◆ Records to use:
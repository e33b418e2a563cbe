use axum::http::{self, StatusCode};
use axum::{
    body::Body,
    extract::rejection::{FormRejection, QueryRejection},
    response::{IntoResponse, Response},
};
use serde::{Deserialize, Serialize};
use snafu::{Backtrace, ErrorCompat, Snafu};

pub type Result<T> = std::result::Result<T, Error>;

#[derive(Debug, Snafu)]
#[snafu(visibility(pub(crate)))]
pub enum Error {
    #[snafu(display("Error reading config file: {}", source))]
    ConfigFile {
        source: std::io::Error,
        backtrace: Backtrace,
    },

    #[snafu(display("Error parsing config file: {}", source))]
    ConfigParse {
        source: toml::de::Error,
        backtrace: Backtrace,
    },

    #[snafu(display("Config error: {}", msg))]
    Config { msg: String },

    #[snafu(display("Unable to bind to {}: {}", addr, source))]
    Bind {
        addr: String,
        source: std::io::Error,
        backtrace: Backtrace,
    },

    #[snafu(display("Server error: {}", source))]
    Serve {
        source: std::io::Error,
        backtrace: Backtrace,
    },

    #[snafu(display("{}", source))]
    Db {
        source: db::Error,
        backtrace: Backtrace,
    },

    #[snafu(display("Failed to render template: {}", source))]
    Template {
        source: askama::Error,
        backtrace: Backtrace,
    },

    #[snafu(display("Response builder error: {}", source))]
    ResponseBuilder {
        source: http::Error,
        backtrace: Backtrace,
    },

    #[snafu(display("{}", msg))]
    NotFound { msg: String },

    #[snafu(display("{}", msg))]
    FormRejection {
        msg: String,
        source: FormRejection,
        backtrace: Backtrace,
    },

    #[snafu(display("{}", msg))]
    QueryRejection {
        msg: String,
        source: QueryRejection,
        backtrace: Backtrace,
    },
}

/// Allow Error to be converted to StatusCode
impl From<&Error> for StatusCode {
    fn from(err: &Error) -> Self {
        match err {
            Error::NotFound { .. } => StatusCode::NOT_FOUND,
            Error::FormRejection { .. } => StatusCode::BAD_REQUEST,
            Error::QueryRejection { .. } => StatusCode::BAD_REQUEST,
            _ => StatusCode::INTERNAL_SERVER_ERROR,
        }
    }
}

// Allow errors to be rendered as response
impl IntoResponse for Error {
    fn into_response(self) -> Response<Body> {
        let status_code = StatusCode::from(&self);
        let title = status_code
            .canonical_reason()
            .unwrap_or("Error")
            .to_string();
        let message = format!("{}", self);
        let mut backtrace: Option<String> = None;
        if let Some(bt) = ErrorCompat::backtrace(&self) {
            backtrace = Some(format!("{}", bt));
        }

        // The response mapper renders the actual page from ErrorInfo
        let mut res = Response::new(Body::empty());
        *res.status_mut() = status_code;

        res.extensions_mut().insert(ErrorInfo {
            status_code,
            title,
            message,
            backtrace,
        });

        res
    }
}

#[derive(Serialize, Deserialize)]
pub struct ErrorResponse {
    pub error: String,
}

#[derive(Clone, Debug)]
pub struct ErrorInfo {
    pub status_code: StatusCode,
    pub title: String,
    pub message: String,
    pub backtrace: Option<String>,
}
use serde::{Deserialize, Serialize};

/// Result envelope produced by the query executor.
///
/// A statement that fails at the database level is not an `Err`, it comes back
/// with `is_error` set and the rows empty.
#[derive(Clone, Debug, PartialEq, Serialize, Deserialize)]
#[serde(rename_all = "camelCase")]
pub struct QueryResultDto<T> {
    pub data: Vec<T>,
    pub is_error: bool,

    #[serde(default, skip_serializing_if = "Option::is_none")]
    pub message: Option<String>,
}

impl<T> QueryResultDto<T> {
    pub fn ok(data: Vec<T>) -> Self {
        Self {
            data,
            is_error: false,
            message: None,
        }
    }

    pub fn error(message: impl Into<String>) -> Self {
        Self {
            data: Vec::new(),
            is_error: true,
            message: Some(message.into()),
        }
    }

    pub fn error_message(&self) -> Option<&str> {
        if !self.is_error {
            return None;
        }
        Some(self.message.as_deref().unwrap_or("Query failed"))
    }
}
mod health;
mod orgs;
mod resources;
mod routes;

use askama::Template;
use axum::{
    body::Body,
    http::header::CONTENT_TYPE,
    response::{IntoResponse, Redirect, Response},
};
use snafu::ResultExt;

use crate::Result;
use crate::error::{ErrorInfo, NotFoundSnafu, ResponseBuilderSnafu};
use crate::models::TemplateData;

pub use health::{health_live_handler, health_ready_handler};
pub use orgs::{
    orgs_page_change_handler, orgs_page_handler, orgs_page_pending_handler, render_orgs_table,
};
pub use resources::orgs_resource_handler;
pub use routes::all_routes;

pub async fn index_handler() -> impl IntoResponse {
    Redirect::to("/organizations")
}

pub async fn not_found_handler() -> Result<Response<Body>> {
    NotFoundSnafu {
        msg: "The page you are looking for does not exist.",
    }
    .fail()
}

#[derive(Template)]
#[template(path = "pages/error.html")]
struct ErrorPageTemplate {
    t: TemplateData,
    error: ErrorInfo,
}

#[derive(Template)]
#[template(path = "widgets/error_message.html")]
struct ErrorMessageTemplate {
    message: String,
}

/// Renders an error as a full page or as a swappable widget
pub fn handle_error(error: ErrorInfo, full_page: bool) -> Response<Body> {
    let status = error.status_code;
    let rendered = if full_page {
        let tpl = ErrorPageTemplate {
            t: TemplateData::new(&error.title),
            error: error.clone(),
        };
        tpl.render()
    } else {
        let tpl = ErrorMessageTemplate {
            message: error.message.clone(),
        };
        tpl.render()
    };

    match rendered {
        Ok(html) => html_response(status.as_u16(), html)
            .unwrap_or_else(|_| (status, error.message).into_response()),
        Err(_) => (status, error.message).into_response(),
    }
}

pub fn html_response(status: u16, html: String) -> Result<Response<Body>> {
    Ok(Response::builder()
        .status(status)
        .header(CONTENT_TYPE, "text/html; charset=utf-8")
        .body(Body::from(html))
        .context(ResponseBuilderSnafu)?)
}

◆ What this task involves: Return the lines above that include the string "struct".

◆ Answer section:
pub struct ErrorResponse {
pub struct ErrorInfo {
pub struct QueryResultDto<T> {
struct ErrorPageTemplate {
struct ErrorMessageTemplate {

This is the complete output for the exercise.